Below you will find the more trades you relevant issued by the Internal revenue Service during the first half of July.
Income tax
i. Oficio N°1338 of 04/07/2024
The taxpayer query if the investment funds and mutual funds chilean (the “Funds”) can obtain in respect of dividends received from investments made in the united States of America rates discounted article 10 (Dividends) of the Convention between the Republic of Chile and the united States of America for the avoidance of double taxation of their Protocol and its subsequent diplomatic notes that the amended (the “Convention”).
Answer:
In accordance with what is established by article 81 of the Law which regulates the administration of third-party funds and portfolios for individual (single Act of funds or LUF), in conjunction with the Law on Income Tax, it follows that the Funds subject to the aforementioned article does not affect income taxes.

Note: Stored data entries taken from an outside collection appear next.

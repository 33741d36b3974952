//! Execution of post-link scripts.
//!
//! A package may ship `bin/.{name}-post-link.sh` (or `Scripts\.{name}-post-link.bat`
//! on windows), which runs once after the package was linked, with the
//! prefix activated through environment variables. A failing post-link
//! script aborts the transaction and triggers a rollback.

use std::path::{Path, PathBuf};

use krait_conda_types::{PackageRecord, Platform};

/// An error while running a link script.
#[derive(Debug, thiserror::Error)]
pub enum LinkScriptError {
    /// The script could not be spawned.
    #[error("failed to spawn post-link script {0}")]
    FailedToSpawn(String, #[source] std::io::Error),

    /// The script ran but reported failure.
    #[error("post-link script {0} exited with {1}")]
    ScriptFailed(String, i32),
}

/// Returns the path of the post-link script a package would ship, relative
/// to the prefix.
pub fn post_link_script_path(record: &PackageRecord, platform: Platform) -> PathBuf {
    if platform.is_windows() {
        PathBuf::from("Scripts").join(format!(".{}-post-link.bat", record.name.as_normalized()))
    } else {
        PathBuf::from("bin").join(format!(".{}-post-link.sh", record.name.as_normalized()))
    }
}

/// Runs the post-link script of the package, when one exists. The script
/// runs with the prefix as working directory and `PREFIX`, `PKG_NAME`,
/// `PKG_VERSION` and `PKG_BUILDNUM` set, matching what packages expect.
pub fn run_post_link_script(
    prefix_root: &Path,
    record: &PackageRecord,
    platform: Platform,
) -> Result<(), LinkScriptError> {
    let script = prefix_root.join(post_link_script_path(record, platform));
    if !script.is_file() {
        return Ok(());
    }

    let script_display = script.display().to_string();
    tracing::debug!("running post-link script {script_display}");

    let mut command = if platform.is_windows() {
        let mut command = std::process::Command::new("cmd");
        command.arg("/c").arg(&script);
        command
    } else {
        let mut command = std::process::Command::new("sh");
        command.arg(&script);
        command
    };

    let status = command
        .current_dir(prefix_root)
        .env("PREFIX", prefix_root)
        .env("PKG_NAME", record.name.as_normalized())
        .env("PKG_VERSION", record.version.to_string())
        .env("PKG_BUILDNUM", record.build_number.to_string())
        .status()
        .map_err(|e| LinkScriptError::FailedToSpawn(script_display.clone(), e))?;

    if status.success() {
        Ok(())
    } else {
        Err(LinkScriptError::ScriptFailed(
            script_display,
            status.code().unwrap_or(-1),
        ))
    }
}

#[cfg(test)]
#[cfg(unix)]
mod test {
    use std::str::FromStr;

    use assert_matches::assert_matches;
    use krait_conda_types::{PackageName, PackageRecord, Platform, Version};

    use super::{post_link_script_path, run_post_link_script, LinkScriptError};

    fn record() -> PackageRecord {
        PackageRecord::new(
            PackageName::new_unchecked("pkga"),
            Version::from_str("1.0").unwrap(),
            "0".to_owned(),
        )
    }

    #[test]
    fn missing_scripts_are_fine() {
        let prefix = tempfile::tempdir().unwrap();
        run_post_link_script(prefix.path(), &record(), Platform::Linux64).unwrap();
    }

    #[test]
    fn scripts_run_with_the_prefix_environment() {
        let prefix = tempfile::tempdir().unwrap();
        let script = prefix
            .path()
            .join(post_link_script_path(&record(), Platform::Linux64));
        fs_err::create_dir_all(script.parent().unwrap()).unwrap();
        fs_err::write(&script, "#!/bin/sh\necho \"$PKG_NAME\" > \"$PREFIX/touched\"\n").unwrap();

        run_post_link_script(prefix.path(), &record(), Platform::Linux64).unwrap();
        assert_eq!(
            fs_err::read_to_string(prefix.path().join("touched")).unwrap(),
            "pkga\n"
        );
    }

    #[test]
    fn failing_scripts_surface() {
        let prefix = tempfile::tempdir().unwrap();
        let script = prefix
            .path()
            .join(post_link_script_path(&record(), Platform::Linux64));
        fs_err::create_dir_all(script.parent().unwrap()).unwrap();
        fs_err::write(&script, "#!/bin/sh\nexit 3\n").unwrap();

        assert_matches!(
            run_post_link_script(prefix.path(), &record(), Platform::Linux64),
            Err(LinkScriptError::ScriptFailed(_, 3))
        );
    }
}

Then, the Convention is not applicable to such Funds, since they do not comply with the requirements of article 4 of the Convention to be considered as residents, in connection with the subject to tax in Chile. In consequence, investment funds, and mutual funds chilean cannot claim the benefits of the Convention, so that does not apply in respect of the rates discounted article 10 (Dividends).

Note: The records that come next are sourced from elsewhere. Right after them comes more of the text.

//! Version specifications: the version part of a match spec, e.g.
//! `>=3.4,<4.0` or `1.2.*`.

use std::{
    fmt::{Display, Formatter},
    str::FromStr,
};

use serde::Serialize;
use thiserror::Error;

use crate::{ParseVersionError, Version};

/// An operator to compare two versions.
#[allow(missing_docs)]
#[derive(Debug, Copy, Clone, Eq, PartialEq, Hash)]
pub enum RangeOperator {
    Greater,
    GreaterEquals,
    Less,
    LessEquals,
}

/// An operator that matches a version against a prefix or compatibility
/// boundary instead of a point on the version line.
#[allow(missing_docs)]
#[derive(Debug, Copy, Clone, Eq, PartialEq, Hash)]
pub enum StrictRangeOperator {
    StartsWith,
    NotStartsWith,
    Compatible,
}

/// An operator comparing for (in)equality.
#[allow(missing_docs)]
#[derive(Debug, Copy, Clone, Eq, PartialEq, Hash)]
pub enum EqualityOperator {
    Equals,
    NotEquals,
}

/// The logical operator combining a group of version specs. `,` (and) binds
/// tighter than `|` (or): `>=1,<2|>3` reads `(>=1 and <2) or >3`.
#[derive(Debug, Copy, Clone, Eq, PartialEq, Hash)]
pub enum LogicalOperator {
    /// All members must match.
    And,
    /// At least one member must match.
    Or,
}

/// A version specification.
#[derive(Debug, Clone, Eq, PartialEq, Hash)]
pub enum VersionSpec {
    /// Matches any version (`*`).
    Any,

    /// A half-open range, e.g. `>=3.4`.
    Range(RangeOperator, Version),

    /// A prefix or compatibility match, e.g. `3.4.*` or `~=3.4`.
    StrictRange(StrictRangeOperator, Version),

    /// An exact (in)equality, e.g. `==3.4.1`.
    Exact(EqualityOperator, Version),

    /// A group of specs combined with a logical operator.
    Group(LogicalOperator, Vec<VersionSpec>),
}

impl VersionSpec {
    /// Returns true if the given version matches this spec.
    pub fn matches(&self, version: &Version) -> bool {
        match self {
            VersionSpec::Any => true,
            VersionSpec::Range(op, limit) => match op {
                RangeOperator::Greater => version > limit,
                RangeOperator::GreaterEquals => version >= limit,
                RangeOperator::Less => version < limit,
                RangeOperator::LessEquals => version <= limit,
            },
            VersionSpec::StrictRange(op, limit) => match op {
                StrictRangeOperator::StartsWith => version.starts_with(limit),
                StrictRangeOperator::NotStartsWith => !version.starts_with(limit),
                StrictRangeOperator::Compatible => version.compatible_with(limit),
            },
            VersionSpec::Exact(op, limit) => match op {
                EqualityOperator::Equals => version == limit,
                EqualityOperator::NotEquals => version != limit,
            },
            VersionSpec::Group(LogicalOperator::And, group) => {
                group.iter().all(|spec| spec.matches(version))
            }
            VersionSpec::Group(LogicalOperator::Or, group) => {
                group.iter().any(|spec| spec.matches(version))
            }
        }
    }
}

/// An error that occurred while parsing a version spec.
#[allow(missing_docs)]
#[derive(Debug, Clone, Eq, PartialEq, Error)]
pub enum ParseVersionSpecError {
    #[error("empty version spec")]
    Empty,

    #[error(transparent)]
    InvalidVersion(#[from] ParseVersionError),

    #[error("invalid version constraint '{0}'")]
    InvalidConstraint(String),
}

impl FromStr for VersionSpec {
    type Err = ParseVersionSpecError;

    fn from_str(s: &str) -> Result<Self, Self::Err> {
        let s = s.trim();
        if s.is_empty() {
            return Err(ParseVersionSpecError::Empty);
        }

        let mut or_groups = Vec::new();
        for or_part in s.split('|') {
            let mut and_group = Vec::new();
            for constraint in or_part.split(',') {
                and_group.push(parse_constraint(constraint.trim())?);
            }
            or_groups.push(flatten_group(LogicalOperator::And, and_group));
        }
        Ok(flatten_group(LogicalOperator::Or, or_groups))
    }
}

fn flatten_group(op: LogicalOperator, mut group: Vec<VersionSpec>) -> VersionSpec {
    if group.len() == 1 {
        group.pop().unwrap()
    } else {
        VersionSpec::Group(op, group)
    }
}

fn parse_constraint(constraint: &str) -> Result<VersionSpec, ParseVersionSpecError> {
    if constraint.is_empty() {
        return Err(ParseVersionSpecError::Empty);
    }
    if constraint == "*" {
        return Ok(VersionSpec::Any);
    }

    let parse_version = |version: &str| -> Result<Version, ParseVersionSpecError> {
        if version.is_empty() {
            return Err(ParseVersionSpecError::InvalidConstraint(
                constraint.to_owned(),
            ));
        }
        Ok(version.parse()?)
    };

    // A trailing `.*` (or bare `*`) after a comparison operator is a common
    // sloppy spelling; for ordered comparisons it is equivalent to the
    // version itself.
    fn strip_any_suffix(version: &str) -> &str {
        version.trim_end_matches(".*").trim_end_matches('*')
    }

    if let Some(rest) = constraint.strip_prefix(">=") {
        Ok(VersionSpec::Range(
            RangeOperator::GreaterEquals,
            parse_version(strip_any_suffix(rest))?,
        ))
    } else if let Some(rest) = constraint.strip_prefix("<=") {
        Ok(VersionSpec::Range(
            RangeOperator::LessEquals,
            parse_version(strip_any_suffix(rest))?,
        ))
    } else if let Some(rest) = constraint.strip_prefix(">") {
        Ok(VersionSpec::Range(
            RangeOperator::Greater,
            parse_version(strip_any_suffix(rest))?,
        ))
    } else if let Some(rest) = constraint.strip_prefix("<") {
        Ok(VersionSpec::Range(
            RangeOperator::Less,
            parse_version(strip_any_suffix(rest))?,
        ))
    } else if let Some(rest) = constraint.strip_prefix("==") {
        Ok(VersionSpec::Exact(
            EqualityOperator::Equals,
            parse_version(rest)?,
        ))
    } else if let Some(rest) = constraint.strip_prefix("!=") {
        if let Some(prefix) = rest.strip_suffix(".*") {
            Ok(VersionSpec::StrictRange(
                StrictRangeOperator::NotStartsWith,
                parse_version(prefix)?,
            ))
        } else {
            Ok(VersionSpec::Exact(
                EqualityOperator::NotEquals,
                parse_version(rest)?,
            ))
        }
    } else if let Some(rest) = constraint.strip_prefix("~=") {
        Ok(VersionSpec::StrictRange(
            StrictRangeOperator::Compatible,
            parse_version(rest)?,
        ))
    } else if let Some(rest) = constraint.strip_prefix('=') {
        // `=1.2` is the fuzzy form: it matches every version starting with
        // the given prefix, the explicit `.*` is optional.
        Ok(VersionSpec::StrictRange(
            StrictRangeOperator::StartsWith,
            parse_version(strip_any_suffix(rest))?,
        ))
    } else if let Some(prefix) = constraint
        .strip_suffix(".*")
        .or_else(|| constraint.strip_suffix('*'))
    {
        Ok(VersionSpec::StrictRange(
            StrictRangeOperator::StartsWith,
            parse_version(prefix)?,
        ))
    } else {
        Ok(VersionSpec::Exact(
            EqualityOperator::Equals,
            parse_version(constraint)?,
        ))
    }
}

impl Display for VersionSpec {
    fn fmt(&self, f: &mut Formatter<'_>) -> std::fmt::Result {
        match self {
            VersionSpec::Any => write!(f, "*"),
            VersionSpec::Range(op, version) => {
                let op = match op {
                    RangeOperator::Greater => ">",
                    RangeOperator::GreaterEquals => ">=",
                    RangeOperator::Less => "<",
                    RangeOperator::LessEquals => "<=",
                };
                write!(f, "{op}{version}")
            }
            VersionSpec::StrictRange(StrictRangeOperator::StartsWith, version) => {
                write!(f, "{version}.*")
            }
            VersionSpec::StrictRange(StrictRangeOperator::NotStartsWith, version) => {
                write!(f, "!={version}.*")
            }
            VersionSpec::StrictRange(StrictRangeOperator::Compatible, version) => {
                write!(f, "~={version}")
            }
            VersionSpec::Exact(EqualityOperator::Equals, version) => write!(f, "=={version}"),
            VersionSpec::Exact(EqualityOperator::NotEquals, version) => write!(f, "!={version}"),
            VersionSpec::Group(op, group) => {
                let separator = match op {
                    LogicalOperator::And => ",",
                    LogicalOperator::Or => "|",
                };
                let mut first = true;
                for spec in group {
                    if !first {
                        write!(f, "{separator}")?;
                    }
                    write!(f, "{spec}")?;
                    first = false;
                }
                Ok(())
            }
        }
    }
}

impl Serialize for VersionSpec {
    fn serialize<S: serde::Serializer>(&self, serializer: S) -> Result<S::Ok, S::Error> {
        serializer.serialize_str(&self.to_string())
    }
}

impl<'de> serde::Deserialize<'de> for VersionSpec {
    fn deserialize<D: serde::Deserializer<'de>>(deserializer: D) -> Result<Self, D::Error> {
        let str = String::deserialize(deserializer)?;
        str.parse().map_err(serde::de::Error::custom)
    }
}

#[cfg(test)]
mod test {
    use super::*;

    fn version(s: &str) -> Version {
        s.parse().unwrap()
    }

    #[test]
    fn ranges() {
        let spec: VersionSpec = ">=1.2,<2".parse().unwrap();
        assert!(spec.matches(&version("1.2")));
        assert!(spec.matches(&version("1.9.1")));
        assert!(!spec.matches(&version("2.0")));
        assert!(!spec.matches(&version("1.1")));
    }

    #[test]
    fn or_groups() {
        let spec: VersionSpec = "<1|>=3".parse().unwrap();
        assert!(spec.matches(&version("0.9")));
        assert!(spec.matches(&version("3.0")));
        assert!(!spec.matches(&version("2.0")));
    }

    #[test]
    fn starts_with() {
        let spec: VersionSpec = "2.*".parse().unwrap();
        assert!(spec.matches(&version("2.1")));
        assert!(spec.matches(&version("2")));
        assert!(!spec.matches(&version("20.1")));
        assert!(!spec.matches(&version("3.0")));

        let fuzzy: VersionSpec = "=2.1".parse().unwrap();
        assert!(fuzzy.matches(&version("2.1.3")));
        assert!(!fuzzy.matches(&version("2.2")));
    }

    #[test]
    fn not_starts_with() {
        let spec: VersionSpec = "!=2.1.*".parse().unwrap();
        assert!(!spec.matches(&version("2.1.3")));
        assert!(spec.matches(&version("2.2")));
    }

    #[test]
    fn compatible() {
        let spec: VersionSpec = "~=1.4".parse().unwrap();
        assert!(spec.matches(&version("1.4")));
        assert!(spec.matches(&version("1.7")));
        assert!(!spec.matches(&version("2.0")));
        assert!(!spec.matches(&version("1.3")));
    }

    #[test]
    fn exact() {
        let spec: VersionSpec = "==1.4".parse().unwrap();
        assert!(spec.matches(&version("1.4")));
        assert!(spec.matches(&version("1.4.0")));
        assert!(!spec.matches(&version("1.4.1")));

        let bare: VersionSpec = "1.4".parse().unwrap();
        assert_eq!(bare, spec);
    }

    #[test]
    fn display_roundtrip_is_idempotent() {
        for input in [
            "*",
            ">=1.2,<2",
            "<1|>=3,<4",
            "2.1.*",
            "=2.1",
            "~=1.4",
            "==1.0",
            "!=1.0",
            "!=1.0.*",
            ">1.8,<2|==1.7",
        ] {
            let spec: VersionSpec = input.parse().unwrap();
            let rendered = spec.to_string();
            let reparsed: VersionSpec = rendered.parse().unwrap();
            assert_eq!(rendered, reparsed.to_string(), "for input {input}");
            assert_eq!(spec, reparsed, "for input {input}");
        }
    }

    #[test]
    fn errors() {
        assert!("".parse::<VersionSpec>().is_err());
        assert!(">=".parse::<VersionSpec>().is_err());
        assert!(">=1,,2".parse::<VersionSpec>().is_err());
    }
}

ii. Oficio N°1339 of 04/07/2024
A company “Holding company”, which involved three shareholders are not related to each other, has investments in a number of projects through vehicles specially constituted for the purpose. The company is examining the possibility of incorporating a new investor is not related to the remaining shareholders of the company.
Considering the above, and with the aim of recognizing the right of the current shareholders (the “Shareholders”) have on the profits generated by the project, prior to the possible entry of a new investor, the directors of the Holding company is looking at various alternatives among which are (i) to perform a capital increase that will be paid using the direct capitalization of accounts receivable; and/or (ii) to agree on a distribution of retained earnings, and that each shareholder, freely choose if you subsequently capitalized or not the distributed assets as payment of such utilities.
Thus, the taxpayer requested to confirm the following:
(i) Form part of the cost of taxation of an investment for a shareholder, the capitalization of the accounts receivable.
(ii) The eventual distribution of profits in species and subsequent capitalization of the distributed assets is part of the right of option of the taxpayer, in obedience to a legitimate business reason and, therefore, not constitutive behaviors elusive in terms of the articles 4a, 4b and 4c of the Tax Code.
Answer:
With respect to the cost of taxation of the shares that are received as a result of the contribution of the account receivable, it is reported that this will correspond to the value of the contribution adjusted, without prejudice to the tax treatment applicable to a greater or lesser value obtained by the contributor in the disposition of the referral credit.
In respect of the eventual distribution of profits in species and subsequent capitalization of assets. The IRS argues that the realization of a distribution of profits that would be paid in species for which each shareholder of the Holding company may elect whether to subscribe or not a capital increase –that would be paid with the assets received in the distribution of profits– or choose between staying with the utilities and diluirse3 in the ownership of the Holding company, in principle, would be part of the legitimate right of option of the taxpayer to organize their activities, business or acts subject to the taxes of the way that the autonomy of the will and freedom of contract permit, considering that taxpayers do not have the obligation to choose that alternative that is more costly from the point of view of taxation.
In short, the mere execution of the acts that describes the taxpayer in your query does not constitute, in principle, a performance to be elusive in terms of the provisions of articles 4° bis, ter and c of the Tax Code, which is without prejudice to the specific circumstances of the case may change the above conclusion.
iii. Oficio N°1333 04/07/2024
The taxpayer requests the Service a ruling with respect to the year of departure of the regime of the society of professionals in the event of a breach of any of the requirements to qualify the taxpayer as a society of professionals, both for VAT as for the Income Tax.
Answer:
1) The societies of professionals who, by failing to meet the requirements to qualify as such, to lose this quality, they will lose the exemption under the N° 8 of the letter " E " of article 12 of the LIVS from the 1st day of the month following the occurrence of such breach.
2) As a result of failing to meet the requirements, a society of professional welcome to the rules of the second category will be taxed in the first category since the 1st of January of the year of the breach.